==== RECORDS PROVIDED ====

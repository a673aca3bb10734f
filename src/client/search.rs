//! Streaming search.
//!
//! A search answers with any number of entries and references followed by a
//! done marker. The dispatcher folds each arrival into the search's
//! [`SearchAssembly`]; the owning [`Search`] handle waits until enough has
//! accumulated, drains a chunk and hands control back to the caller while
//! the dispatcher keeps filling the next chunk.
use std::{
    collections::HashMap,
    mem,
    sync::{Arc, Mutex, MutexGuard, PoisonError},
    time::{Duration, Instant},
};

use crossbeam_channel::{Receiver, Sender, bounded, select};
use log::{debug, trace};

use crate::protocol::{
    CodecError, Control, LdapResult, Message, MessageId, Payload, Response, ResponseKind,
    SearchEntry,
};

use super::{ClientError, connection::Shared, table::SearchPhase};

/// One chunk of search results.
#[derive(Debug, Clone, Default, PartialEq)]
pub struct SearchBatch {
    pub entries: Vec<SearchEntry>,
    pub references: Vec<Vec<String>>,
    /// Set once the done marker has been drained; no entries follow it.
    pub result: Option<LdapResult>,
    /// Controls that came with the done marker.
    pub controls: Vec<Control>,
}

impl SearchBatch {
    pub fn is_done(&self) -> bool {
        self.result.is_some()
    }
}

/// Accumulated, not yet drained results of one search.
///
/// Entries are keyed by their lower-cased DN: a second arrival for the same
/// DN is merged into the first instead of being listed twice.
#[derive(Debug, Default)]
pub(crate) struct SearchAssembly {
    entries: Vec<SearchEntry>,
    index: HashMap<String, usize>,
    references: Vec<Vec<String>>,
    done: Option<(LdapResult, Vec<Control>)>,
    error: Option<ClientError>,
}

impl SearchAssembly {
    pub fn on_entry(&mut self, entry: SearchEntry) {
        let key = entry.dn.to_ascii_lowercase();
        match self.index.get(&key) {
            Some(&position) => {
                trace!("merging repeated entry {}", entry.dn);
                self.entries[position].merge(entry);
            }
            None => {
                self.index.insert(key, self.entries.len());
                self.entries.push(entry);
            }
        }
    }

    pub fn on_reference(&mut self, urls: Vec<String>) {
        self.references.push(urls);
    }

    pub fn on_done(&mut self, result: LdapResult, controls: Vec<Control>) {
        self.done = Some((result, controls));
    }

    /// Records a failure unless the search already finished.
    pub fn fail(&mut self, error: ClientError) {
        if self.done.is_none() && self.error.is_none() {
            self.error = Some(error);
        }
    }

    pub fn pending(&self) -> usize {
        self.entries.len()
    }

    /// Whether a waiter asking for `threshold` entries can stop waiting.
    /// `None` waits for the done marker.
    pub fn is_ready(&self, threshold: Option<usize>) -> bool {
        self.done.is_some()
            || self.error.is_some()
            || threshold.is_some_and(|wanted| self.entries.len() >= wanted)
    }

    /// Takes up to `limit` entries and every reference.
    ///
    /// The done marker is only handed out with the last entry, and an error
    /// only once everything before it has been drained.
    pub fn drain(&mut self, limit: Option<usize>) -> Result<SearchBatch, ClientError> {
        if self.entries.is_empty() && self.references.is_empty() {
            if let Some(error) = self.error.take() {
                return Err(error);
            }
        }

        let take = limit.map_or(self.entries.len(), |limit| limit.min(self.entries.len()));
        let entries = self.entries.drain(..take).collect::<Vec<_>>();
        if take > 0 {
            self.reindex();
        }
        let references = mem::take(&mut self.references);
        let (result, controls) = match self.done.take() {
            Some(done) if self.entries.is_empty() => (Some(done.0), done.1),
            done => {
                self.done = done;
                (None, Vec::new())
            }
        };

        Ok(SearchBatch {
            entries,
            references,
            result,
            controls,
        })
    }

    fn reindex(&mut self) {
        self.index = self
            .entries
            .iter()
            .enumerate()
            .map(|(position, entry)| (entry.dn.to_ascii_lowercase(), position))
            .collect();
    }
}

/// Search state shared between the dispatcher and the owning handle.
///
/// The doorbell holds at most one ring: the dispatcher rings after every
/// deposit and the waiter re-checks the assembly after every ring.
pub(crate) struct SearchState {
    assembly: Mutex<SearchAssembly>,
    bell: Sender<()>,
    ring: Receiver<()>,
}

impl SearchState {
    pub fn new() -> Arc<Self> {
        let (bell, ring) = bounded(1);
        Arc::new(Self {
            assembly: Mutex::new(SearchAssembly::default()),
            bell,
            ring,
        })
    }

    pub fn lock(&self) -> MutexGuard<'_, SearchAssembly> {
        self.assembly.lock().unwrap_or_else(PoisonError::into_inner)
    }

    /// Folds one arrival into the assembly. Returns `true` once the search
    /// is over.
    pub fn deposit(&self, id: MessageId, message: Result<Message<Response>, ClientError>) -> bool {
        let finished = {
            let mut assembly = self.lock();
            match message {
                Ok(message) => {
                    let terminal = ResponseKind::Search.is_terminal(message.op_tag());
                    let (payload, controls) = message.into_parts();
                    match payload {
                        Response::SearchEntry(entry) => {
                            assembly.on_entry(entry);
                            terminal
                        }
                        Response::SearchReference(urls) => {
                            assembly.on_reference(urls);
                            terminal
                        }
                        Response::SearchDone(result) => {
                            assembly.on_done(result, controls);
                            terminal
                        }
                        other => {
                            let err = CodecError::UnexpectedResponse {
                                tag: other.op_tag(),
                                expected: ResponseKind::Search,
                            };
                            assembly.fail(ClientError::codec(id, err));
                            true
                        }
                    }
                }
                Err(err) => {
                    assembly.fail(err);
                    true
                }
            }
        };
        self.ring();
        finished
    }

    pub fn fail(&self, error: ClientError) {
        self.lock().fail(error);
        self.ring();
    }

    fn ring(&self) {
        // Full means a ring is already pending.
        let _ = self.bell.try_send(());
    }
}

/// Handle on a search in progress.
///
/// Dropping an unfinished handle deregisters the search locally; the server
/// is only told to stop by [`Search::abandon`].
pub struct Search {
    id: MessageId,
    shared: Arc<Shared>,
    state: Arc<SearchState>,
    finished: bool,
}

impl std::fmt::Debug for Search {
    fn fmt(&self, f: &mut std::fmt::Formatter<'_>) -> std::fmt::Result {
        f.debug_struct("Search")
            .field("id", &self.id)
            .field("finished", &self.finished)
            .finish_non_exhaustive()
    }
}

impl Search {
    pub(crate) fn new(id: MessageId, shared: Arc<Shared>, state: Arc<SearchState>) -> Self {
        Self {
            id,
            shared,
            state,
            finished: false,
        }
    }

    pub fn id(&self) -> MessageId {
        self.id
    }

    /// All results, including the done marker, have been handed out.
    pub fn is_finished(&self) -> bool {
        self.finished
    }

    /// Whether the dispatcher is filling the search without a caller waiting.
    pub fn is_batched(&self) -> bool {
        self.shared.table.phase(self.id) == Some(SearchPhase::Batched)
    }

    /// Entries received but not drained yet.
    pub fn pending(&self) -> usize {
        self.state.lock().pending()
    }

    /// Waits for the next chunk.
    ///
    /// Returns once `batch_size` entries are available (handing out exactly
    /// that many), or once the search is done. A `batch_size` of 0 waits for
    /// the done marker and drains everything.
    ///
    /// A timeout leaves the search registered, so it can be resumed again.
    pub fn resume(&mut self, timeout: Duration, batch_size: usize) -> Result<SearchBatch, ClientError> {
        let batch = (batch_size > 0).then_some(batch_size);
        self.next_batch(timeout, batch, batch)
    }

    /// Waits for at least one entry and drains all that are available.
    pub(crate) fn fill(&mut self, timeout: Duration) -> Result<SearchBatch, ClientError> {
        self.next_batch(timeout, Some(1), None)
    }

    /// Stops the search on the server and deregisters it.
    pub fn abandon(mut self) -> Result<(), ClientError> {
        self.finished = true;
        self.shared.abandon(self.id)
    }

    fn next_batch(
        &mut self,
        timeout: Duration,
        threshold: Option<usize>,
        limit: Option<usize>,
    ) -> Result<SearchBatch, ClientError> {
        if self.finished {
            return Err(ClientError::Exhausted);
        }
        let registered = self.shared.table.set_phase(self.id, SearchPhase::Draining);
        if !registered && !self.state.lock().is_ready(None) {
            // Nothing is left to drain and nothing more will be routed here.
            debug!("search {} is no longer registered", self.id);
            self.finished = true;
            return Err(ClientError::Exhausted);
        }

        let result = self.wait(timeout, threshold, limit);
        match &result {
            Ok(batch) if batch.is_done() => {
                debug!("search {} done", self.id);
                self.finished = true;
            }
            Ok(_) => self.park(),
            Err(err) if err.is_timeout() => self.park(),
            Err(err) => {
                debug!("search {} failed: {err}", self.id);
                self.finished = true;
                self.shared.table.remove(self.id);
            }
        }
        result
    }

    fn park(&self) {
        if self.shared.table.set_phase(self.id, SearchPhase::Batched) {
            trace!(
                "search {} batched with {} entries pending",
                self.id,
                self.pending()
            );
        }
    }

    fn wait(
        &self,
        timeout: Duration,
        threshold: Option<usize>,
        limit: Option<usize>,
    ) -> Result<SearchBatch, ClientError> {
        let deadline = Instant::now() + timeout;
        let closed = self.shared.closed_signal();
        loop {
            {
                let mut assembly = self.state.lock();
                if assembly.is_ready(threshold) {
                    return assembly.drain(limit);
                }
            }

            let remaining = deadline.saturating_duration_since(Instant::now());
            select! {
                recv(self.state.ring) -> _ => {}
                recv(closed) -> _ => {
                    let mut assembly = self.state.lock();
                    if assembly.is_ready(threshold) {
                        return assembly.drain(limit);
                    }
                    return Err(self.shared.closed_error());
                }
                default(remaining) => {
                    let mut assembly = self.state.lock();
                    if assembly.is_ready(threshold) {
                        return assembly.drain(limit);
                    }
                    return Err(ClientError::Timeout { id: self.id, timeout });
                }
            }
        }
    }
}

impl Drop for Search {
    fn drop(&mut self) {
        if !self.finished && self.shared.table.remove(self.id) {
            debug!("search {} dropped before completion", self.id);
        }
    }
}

====

▸ PROBLEM STATEMENT: Take the lines above from the one containing "pub(crate) struct SearchAssembly" down to the one containing "if let Some(error)", and transcribe them exactly, both ends included.

▸ RESPONSE AREA:
pub(crate) struct SearchAssembly {
    entries: Vec<SearchEntry>,
    index: HashMap<String, usize>,
    references: Vec<Vec<String>>,
    done: Option<(LdapResult, Vec<Control>)>,
    error: Option<ClientError>,
}

impl SearchAssembly {
    pub fn on_entry(&mut self, entry: SearchEntry) {
        let key = entry.dn.to_ascii_lowercase();
        match self.index.get(&key) {
            Some(&position) => {
                trace!("merging repeated entry {}", entry.dn);
                self.entries[position].merge(entry);
            }
            None => {
                self.index.insert(key, self.entries.len());
                self.entries.push(entry);
            }
        }
    }

    pub fn on_reference(&mut self, urls: Vec<String>) {
        self.references.push(urls);
    }

    pub fn on_done(&mut self, result: LdapResult, controls: Vec<Control>) {
        self.done = Some((result, controls));
    }

    /// Records a failure unless the search already finished.
    pub fn fail(&mut self, error: ClientError) {
        if self.done.is_none() && self.error.is_none() {
            self.error = Some(error);
        }
    }

    pub fn pending(&self) -> usize {
        self.entries.len()
    }

    /// Whether a waiter asking for `threshold` entries can stop waiting.
    /// `None` waits for the done marker.
    pub fn is_ready(&self, threshold: Option<usize>) -> bool {
        self.done.is_some()
            || self.error.is_some()
            || threshold.is_some_and(|wanted| self.entries.len() >= wanted)
    }

    /// Takes up to `limit` entries and every reference.
    ///
    /// The done marker is only handed out with the last entry, and an error
    /// only once everything before it has been drained.
    pub fn drain(&mut self, limit: Option<usize>) -> Result<SearchBatch, ClientError> {
        if self.entries.is_empty() && self.references.is_empty() {
            if let Some(error) = self.error.take() {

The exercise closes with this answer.